ModSecurity in Cloud Web Hosting
We provide ModSecurity with all cloud web hosting
plans, so your web apps will be shielded from harmful attacks. The firewall is switched on as standard for all domains and subdomains, but if you would like, you shall be able to stop it using the respective part of your Hepsia Control Panel. You'll be able to also activate a detection mode, so ModSecurity will keep a log as intended, but won't take any action. The logs that you'll discover inside Hepsia are very detailed and feature data about the nature of any attack, when it transpired and from what IP, the firewall rule which was triggered, etcetera. We use a set of commercial rules which are regularly updated, but sometimes our administrators include custom rules as well in order to better protect the websites hosted on our machines.

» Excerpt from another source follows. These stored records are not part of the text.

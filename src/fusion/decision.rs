//! Threshold decision with tie handling.

use crate::registry::IdentityId;
use std::collections::BTreeMap;

/// A gated candidate with its fused score.
#[derive(Debug, Clone, PartialEq)]
pub struct Scored {
    /// Candidate identity.
    pub identity: IdentityId,
    /// Fused score.
    pub score: f32,
    /// Prior sightings of the candidate.
    pub sightings: u64,
    /// Per-extractor clamped similarity.
    pub breakdown: BTreeMap<String, f32>,
}

/// Outcome of the decision policy.
#[derive(Debug, Clone, PartialEq)]
pub enum Decision {
    /// Assign to an existing identity.
    Match {
        /// Chosen identity.
        identity: IdentityId,
        /// Its fused score.
        score: f32,
        /// Another candidate scored within epsilon; flag for review.
        ambiguous: bool,
    },
    /// Candidates exist but none clears the threshold.
    NewIdentity {
        /// Best score seen, for the record.
        best: f32,
    },
    /// Gating left no candidate at all.
    NoCandidates,
}

/// Sort candidates best first: score descending, then more sightings, then
/// lower id.
pub fn rank(scored: &mut [Scored]) {
    scored.sort_by(|a, b| {
        b.score
            .total_cmp(&a.score)
            .then_with(|| b.sightings.cmp(&a.sightings))
            .then_with(|| a.identity.cmp(&b.identity))
    });
}

/// Apply the threshold policy to ranked candidates.
///
/// Candidates at or above `threshold` and within `epsilon` of the best
/// score form a tie group; the member with the most prior sightings wins
/// (lowest id on equal sightings) and the match is flagged ambiguous.
pub fn decide(scored: &[Scored], threshold: f32, epsilon: f32) -> Decision {
    let Some(best) = scored.iter().max_by(|a, b| {
        a.score
            .total_cmp(&b.score)
            .then_with(|| b.identity.cmp(&a.identity))
    }) else {
        return Decision::NoCandidates;
    };

    if best.score < threshold {
        return Decision::NewIdentity { best: best.score };
    }

    let ties: Vec<&Scored> = scored
        .iter()
        .filter(|s| s.score >= threshold && best.score - s.score <= epsilon)
        .collect();

    let chosen = ties
        .iter()
        .copied()
        .min_by(|a, b| {
            b.sightings
                .cmp(&a.sightings)
                .then_with(|| a.identity.cmp(&b.identity))
        })
        .unwrap_or(best);

    Decision::Match {
        identity: chosen.identity,
        score: chosen.score,
        ambiguous: ties.len() > 1,
    }
}

#[cfg(test)]
mod tests {
    use super::*;

    fn scored(id: u64, score: f32, sightings: u64) -> Scored {
        Scored {
            identity: IdentityId(id),
            score,
            sightings,
            breakdown: BTreeMap::new(),
        }
    }

    #[test]
    fn test_no_candidates() {
        assert_eq!(decide(&[], 0.7, 0.02), Decision::NoCandidates);
    }

    #[test]
    fn test_below_threshold_creates_new() {
        let d = decide(&[scored(1, 0.5, 10)], 0.7, 0.02);
        assert_eq!(d, Decision::NewIdentity { best: 0.5 });
    }

    #[test]
    fn test_clear_winner() {
        let d = decide(&[scored(1, 0.95, 1), scored(2, 0.80, 50)], 0.7, 0.02);
        assert_eq!(
            d,
            Decision::Match {
                identity: IdentityId(1),
                score: 0.95,
                ambiguous: false
            }
        );
    }

    #[test]
    fn test_tie_prefers_more_sightings_and_flags() {
        let d = decide(&[scored(1, 0.90, 3), scored(2, 0.89, 12)], 0.7, 0.02);
        assert_eq!(
            d,
            Decision::Match {
                identity: IdentityId(2),
                score: 0.89,
                ambiguous: true
            }
        );
    }

    #[test]
    fn test_tie_on_sightings_prefers_lower_id() {
        let d = decide(&[scored(7, 0.90, 4), scored(3, 0.90, 4)], 0.7, 0.02);
        assert!(matches!(
            d,
            Decision::Match {
                identity: IdentityId(3),
                ambiguous: true,
                ..
            }
        ));
    }

    #[test]
    fn test_tie_group_never_goes_below_threshold() {
        let d = decide(&[scored(1, 0.71, 1), scored(2, 0.695, 100)], 0.7, 0.02);
        assert!(matches!(
            d,
            Decision::Match {
                identity: IdentityId(1),
                ambiguous: false,
                ..
            }
        ));
    }

    #[test]
    fn test_threshold_monotonicity() {
        let candidates = [scored(1, 0.81, 2), scored(2, 0.66, 9), scored(3, 0.74, 1)];
        let mut matched_before = true;
        for step in 0..=100u8 {
            let threshold = f32::from(step) / 100.0;
            let matched = matches!(
                decide(&candidates, threshold, 0.02),
                Decision::Match { .. }
            );
            // Once raising the threshold stops producing a match, it never
            // produces one again.
            assert!(matched_before || !matched);
            matched_before = matched;
        }
    }

    #[test]
    fn test_rank_orders_best_first() {
        let mut candidates = vec![scored(1, 0.5, 1), scored(2, 0.9, 1), scored(3, 0.9, 5)];
        rank(&mut candidates);
        let ids: Vec<_> = candidates.iter().map(|s| s.identity.0).collect();
        assert_eq!(ids, vec![3, 2, 1]);
    }
}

ModSecurity in Semi-dedicated Hosting
We've included ModSecurity by default within all semi-dedicated hosting
packages, so your web apps will be protected as soon as you set them up under any domain or subdomain. The Hepsia Control Panel that is included with the semi-dedicated accounts shall allow you to activate or disable the firewall for any Internet site with a mouse click. You'll also be able to activate a passive detection mode with which ModSecurity shall keep a log of potential attacks without actually stopping them. The thorough logs include things like the nature of the attack and what ModSecurity response that attack triggered, where it originated from, and so forth. The list of rules we use is constantly updated as to match any new threats that might appear on the Internet and it consists of both commercial rules that we get from a security corporation and custom-written ones which our admins include in the event that they discover a threat which is not present in the commercial list yet.
ModSecurity in VPS Web Hosting
ModSecurity is pre-installed on all virtual private servers
which are set up with the Hepsia hosting Control Panel, so your web apps will be secured from the instant your server is in a position. The firewall is activated by default for any domain or subdomain on the VPS, but if necessary, you can disable it with a click of your mouse via the corresponding section of Hepsia. You could also set it to work in detection mode, so it'll keep an extensive log of any possible attacks without taking any action to prevent them. The logs are available within the very same section and include information about the nature of the attack, what IP address it came from and what ModSecurity rule was initiated to stop it. For optimum security, we employ not only commercial rules from a firm working in the field of web security, but also custom ones that our admins add personally in order to respond to new risks that are still not tackled in the commercial rules.
ModSecurity in Dedicated Servers Hosting
ModSecurity comes with all dedicated servers
which are integrated with our Hepsia Control Panel and you'll not have to do anything specific on your end to employ it as it is enabled by default each time you add a new domain or subdomain on your hosting server. If it disrupts some of your apps, you'll be able to stop it through the respective area of Hepsia, or you can leave it in passive mode, so it will detect attacks and will still maintain a log for them, but will not prevent them. You could analyze the logs later to learn what you can do to increase the protection of your Internet sites since you'll find information such as where an intrusion attempt came from, what website was attacked and based upon what rule ModSecurity responded, etc. The rules that we employ are commercial, therefore they are regularly updated by a security company, but to be on the safe side, our admins also include custom rules occasionally as to deal with any new threats they have found.